To create a Hive table when the default format is not Hive, add type='hive'
as
a table property in your CREATE
statement. For example:
CREATE TABLE customer (
name varchar,
address varchar)
WITH (type='hive');
As part of a CREATE TABLE
statement, specify the format of table data files
with an additional format
property with one of the values shown in the
following:
File format | Description |
---|---|
ORC |
Default value, Apache ORC file format. |
PARQUET |
Apache Parquet file format. |
JSON |
JSON file format using
org.apache.hive.hcatalog.data.JsonSerDe |
CSV |
Comma-separated values file format using
org.apache.hadoop.hive.serde2.OpenCSVSerde |
TEXTFILE |
Plain text file format. |
AVRO |
Apache Avro file format. |
RCTEXT |
RCFile using ColumnarSerDe |
RCBINARY |
RCFile using LazyBinaryColumnarSerDe |
SEQUENCEFILE |
Flat file format using binary key/value pairs. |
As part of a CREATE TABLE
statement, append further comma-separated table
properties as needed. Note that many of the available table properties must be
used in conjunction with a particular Hive file format.

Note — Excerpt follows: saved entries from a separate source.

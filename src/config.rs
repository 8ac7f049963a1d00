//! # Configuration Module
//!
//! Handles loading and validating configuration from TOML files.

use serde::Deserialize;
use serde::de::Error;
use std::fs;
use std::path::{Path, PathBuf};
use std::time::Duration;

use crate::error::{NodeError, Result};

/// Main configuration structure
#[derive(Debug, Deserialize, Clone, Default)]
pub struct Config {
    #[serde(default)]
    pub device: DeviceConfig,
    #[serde(default)]
    pub sensor: SensorConfig,
    #[serde(default)]
    pub sampling: SamplingConfig,
    #[serde(default)]
    pub uplink: UplinkConfig,
    #[serde(default)]
    pub buffer: BufferConfig,
    #[serde(default)]
    pub display: DisplayConfig,
    #[serde(default)]
    pub logging: LoggingConfig,
}

/// Device identity
#[derive(Debug, Deserialize, Clone)]
pub struct DeviceConfig {
    #[serde(default = "default_device_id")]
    pub device_id: String,
}

/// Current sensor configuration
#[derive(Debug, Deserialize, Clone)]
pub struct SensorConfig {
    #[serde(default = "default_sensor_source")]
    pub source: String,

    #[serde(default)]
    pub path: String,

    #[serde(default = "default_mains_voltage")]
    pub mains_voltage: f64,

    #[serde(default = "default_simulated_current_a")]
    pub simulated_current_a: f64,
}

/// Sampling, warm-up and aggregation window
#[derive(Debug, Deserialize, Clone)]
pub struct SamplingConfig {
    #[serde(default = "default_interval_ms")]
    pub interval_ms: u64,

    #[serde(default = "default_window_size")]
    pub window_size: usize,

    #[serde(default = "default_stabilization_samples")]
    pub stabilization_samples: u32,
}

/// Remote ingestion endpoint and link handling
#[derive(Debug, Deserialize, Clone)]
pub struct UplinkConfig {
    #[serde(default = "default_endpoint")]
    pub endpoint: String,

    #[serde(default)]
    pub api_key: String,

    #[serde(default = "default_uplink_timeout_ms")]
    pub timeout_ms: u64,

    #[serde(default = "default_reconnect_interval_ms")]
    pub reconnect_interval_ms: u64,
}

/// Offline buffer configuration
#[derive(Debug, Deserialize, Clone)]
pub struct BufferConfig {
    #[serde(default = "default_capacity")]
    pub capacity: usize,

    #[serde(default = "default_snapshot_path")]
    pub snapshot_path: PathBuf,

    #[serde(default = "default_restore_on_boot")]
    pub restore_on_boot: bool,
}

/// Display feed configuration
#[derive(Debug, Deserialize, Clone)]
pub struct DisplayConfig {
    #[serde(default = "default_rate_per_kwh")]
    pub rate_per_kwh: f64,
}

/// Logging configuration
#[derive(Debug, Deserialize, Clone)]
pub struct LoggingConfig {
    #[serde(default = "default_log_level")]
    pub level: String,

    #[serde(default)]
    pub log_dir: Option<PathBuf>,
}

// Default value functions
fn default_device_id() -> String { "b651114b-afdd-4815-876a-c83f22759e64".to_string() }

fn default_sensor_source() -> String { "simulated".to_string() }
fn default_mains_voltage() -> f64 { 230.0 }
fn default_simulated_current_a() -> f64 { 4.35 }

fn default_interval_ms() -> u64 { 1000 }
fn default_window_size() -> usize { 30 }
fn default_stabilization_samples() -> u32 { 10 }

fn default_endpoint() -> String { "http://localhost:8000/api/upload".to_string() }
fn default_uplink_timeout_ms() -> u64 { 10000 }
fn default_reconnect_interval_ms() -> u64 { 30000 }

fn default_capacity() -> usize { 50 }
fn default_snapshot_path() -> PathBuf { PathBuf::from("./energy_data.json") }
fn default_restore_on_boot() -> bool { true }

fn default_rate_per_kwh() -> f64 { 0.245 }

fn default_log_level() -> String { "info".to_string() }

impl Default for DeviceConfig {
    fn default() -> Self {
        Self { device_id: default_device_id() }
    }
}

impl Default for SensorConfig {
    fn default() -> Self {
        Self {
            source: default_sensor_source(),
            path: String::new(),
            mains_voltage: default_mains_voltage(),
            simulated_current_a: default_simulated_current_a(),
        }
    }
}

impl Default for SamplingConfig {
    fn default() -> Self {
        Self {
            interval_ms: default_interval_ms(),
            window_size: default_window_size(),
            stabilization_samples: default_stabilization_samples(),
        }
    }
}

impl Default for UplinkConfig {
    fn default() -> Self {
        Self {
            endpoint: default_endpoint(),
            api_key: String::new(),
            timeout_ms: default_uplink_timeout_ms(),
            reconnect_interval_ms: default_reconnect_interval_ms(),
        }
    }
}

impl Default for BufferConfig {
    fn default() -> Self {
        Self {
            capacity: default_capacity(),
            snapshot_path: default_snapshot_path(),
            restore_on_boot: default_restore_on_boot(),
        }
    }
}

impl Default for DisplayConfig {
    fn default() -> Self {
        Self { rate_per_kwh: default_rate_per_kwh() }
    }
}

impl Default for LoggingConfig {
    fn default() -> Self {
        Self {
            level: default_log_level(),
            log_dir: None,
        }
    }
}

impl SamplingConfig {
    /// Sampling interval as a `Duration`
    pub fn interval(&self) -> Duration {
        Duration::from_millis(self.interval_ms)
    }

    /// Sampling interval in seconds, used for energy integration
    pub fn interval_secs(&self) -> f64 {
        self.interval_ms as f64 / 1000.0
    }
}

impl UplinkConfig {
    /// Full upload URL with the access credential as a query parameter
    pub fn upload_url(&self) -> String {
        if self.api_key.is_empty() {
            return self.endpoint.clone();
        }
        let separator = if self.endpoint.contains('?') { '&' } else { '?' };
        format!("{}{}api_key={}", self.endpoint, separator, self.api_key)
    }

    pub fn timeout(&self) -> Duration {
        Duration::from_millis(self.timeout_ms)
    }

    pub fn reconnect_interval(&self) -> Duration {
        Duration::from_millis(self.reconnect_interval_ms)
    }
}

fn invalid(message: impl std::fmt::Display) -> NodeError {
    NodeError::Config(toml::de::Error::custom(message))
}

impl Config {
    /// Load configuration from a TOML file
    ///
    /// # Arguments
    ///
    /// * `path` - Path to the configuration file
    ///
    /// # Errors
    ///
    /// Returns error if:
    /// - File cannot be read
    /// - TOML parsing fails
    /// - Validation fails
    ///
    /// # Examples
    ///
    /// ```no_run
    /// use watt_node::config::Config;
    ///
    /// let config = Config::load("config/default.toml")?;
    /// # Ok::<(), Box<dyn std::error::Error>>(())
    /// ```
    pub fn load<P: AsRef<Path>>(path: P) -> Result<Self> {
        let contents = fs::read_to_string(path)?;
        Self::from_toml(&contents)
    }

    /// Parse and validate configuration from a TOML string
    pub fn from_toml(contents: &str) -> Result<Self> {
        let config: Config = toml::from_str(contents)?;
        config.validate()?;
        Ok(config)
    }

    /// Validate configuration values
    ///
    /// # Errors
    ///
    /// Returns error if any configuration value is out of valid range
    pub fn validate(&self) -> Result<()> {
        if self.device.device_id.trim().is_empty() {
            return Err(invalid("device_id cannot be empty"));
        }

        match self.sensor.source.as_str() {
            "simulated" => {}
            "file" => {
                if self.sensor.path.is_empty() {
                    return Err(invalid("sensor path cannot be empty when source is 'file'"));
                }
            }
            other => {
                return Err(invalid(format!(
                    "sensor source must be 'simulated' or 'file', got '{}'",
                    other
                )));
            }
        }

        if !(1.0..=480.0).contains(&self.sensor.mains_voltage) {
            return Err(invalid("mains_voltage must be between 1.0 and 480.0"));
        }

        if self.sensor.simulated_current_a < 0.0 {
            return Err(invalid("simulated_current_a cannot be negative"));
        }

        if self.sampling.interval_ms == 0 || self.sampling.interval_ms > 60000 {
            return Err(invalid("interval_ms must be between 1 and 60000"));
        }

        if self.sampling.window_size == 0 {
            return Err(invalid("window_size must be greater than 0"));
        }

        if !self.uplink.endpoint.starts_with("http://")
            && !self.uplink.endpoint.starts_with("https://")
        {
            return Err(invalid("endpoint must start with http:// or https://"));
        }

        if self.uplink.timeout_ms == 0 || self.uplink.timeout_ms > 60000 {
            return Err(invalid("timeout_ms must be between 1 and 60000"));
        }

        if self.uplink.reconnect_interval_ms == 0 || self.uplink.reconnect_interval_ms > 3_600_000 {
            return Err(invalid("reconnect_interval_ms must be between 1 and 3600000"));
        }

        if self.buffer.capacity == 0 {
            return Err(invalid("buffer capacity must be greater than 0"));
        }

        if self.buffer.snapshot_path.as_os_str().is_empty() {
            return Err(invalid("snapshot_path cannot be empty"));
        }

        if self.display.rate_per_kwh < 0.0 {
            return Err(invalid("rate_per_kwh cannot be negative"));
        }

        if !["trace", "debug", "info", "warn", "error"].contains(&self.logging.level.as_str()) {
            return Err(invalid("log level must be one of: trace, debug, info, warn, error"));
        }

        Ok(())
    }
}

Table property | Description |
---|---|
auto_purge |
Indicates to the configured metastore to perform a purge when a table or partition is deleted, instead of a soft deletion using the trash. |
avro_schema_url |
The URI of the Avro schema evolution for the table. |
bucket_count |
The number of buckets to group data into. Only valid if used with
bucketed_by . Defaults to 0 . |
bucketed_by |
The bucketing column for the storage table. Only valid if used with
bucket_count . Defaults to [] . |
bucketing_version |
Specifies which Hive bucketing version to use. Valid values are
1 or 2 . |
csv_escape |
The CSV escape character. Requires CSV format. |
csv_quote |
The CSV quote character. Requires CSV format. |
csv_separator |
The CSV separator character. Requires CSV format. You can use other
separators such as | or use Unicode to configure
invisible separators such as tabs with U&'\0009' . |
external_location |
The URI of an external Hive table on S3, Azure Blob Storage, etc. See the basic usage examples for more information. |
format |
The table file format.
Valid
values are ORC , PARQUET , AVRO ,
RCBINARY , RCTEXT , SEQUENCEFILE ,
JSON , TEXTFILE , CSV , and
REGEX . |
null_format |
The serialization format for NULL value. Requires
TextFile, RCText, or SequenceFile format. |
orc_bloom_filter _columns |
Comma-separated list of columns to use for ORC bloom filter. It
improves the performance of queries using range predicates when
reading ORC files. Requires ORC format. Defaults to
[] . |
orc_bloom_filter_fpp |
The ORC bloom filters false positive probability. Requires ORC format.
Defaults to 0.05 . |
partitioned_by |
The partitioning column for the storage table. The columns listed in
the partitioned_by clause must be the last columns as
defined in the DDL. Defaults to [] . |
partition_projection_ignore |
Ignore any partition projection properties stored in the metastore for the selected table. This bypasses compatibility issues on a specific table. |
partition_projection_type |
Defines the type of partition projection to use on a specific column.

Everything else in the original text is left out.